Exactly the lines from the one containing "losslessly through JSON." through the end of the entries, both ends included, are to be output.

(Dataset entries)
——————
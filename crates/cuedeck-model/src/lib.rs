//! Cuedeck Model - Timeline Document Model
//!
//! This crate defines the timeline tree the Cuedeck engine executes:
//! - Operation: the four node kinds (instant, timed, flow, stack)
//! - Timeline: ordered operation lists plus recursive id algorithms
//!
//! The model is pure data: no runtime, no handler types, no I/O. The
//! serialized form round-trips losslessly through JSON.

#![forbid(unsafe_code)]
#![warn(missing_docs)]

pub mod operation;
pub mod timeline;

pub use operation::{
    FlowOp, InstantOp, OffsetBranch, Operation, OperationStack, SubTimeline, TimedOp,
};
pub use timeline::{OperationMut, OperationRef, Timeline};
——————
> SOLVED EXERCISE:
//! serialized form round-trips losslessly through JSON.

#![forbid(unsafe_code)]
#![warn(missing_docs)]

pub mod operation;
pub mod timeline;

pub use operation::{
    FlowOp, InstantOp, OffsetBranch, Operation, OperationStack, SubTimeline, TimedOp,
};
pub use timeline::{OperationMut, OperationRef, Timeline};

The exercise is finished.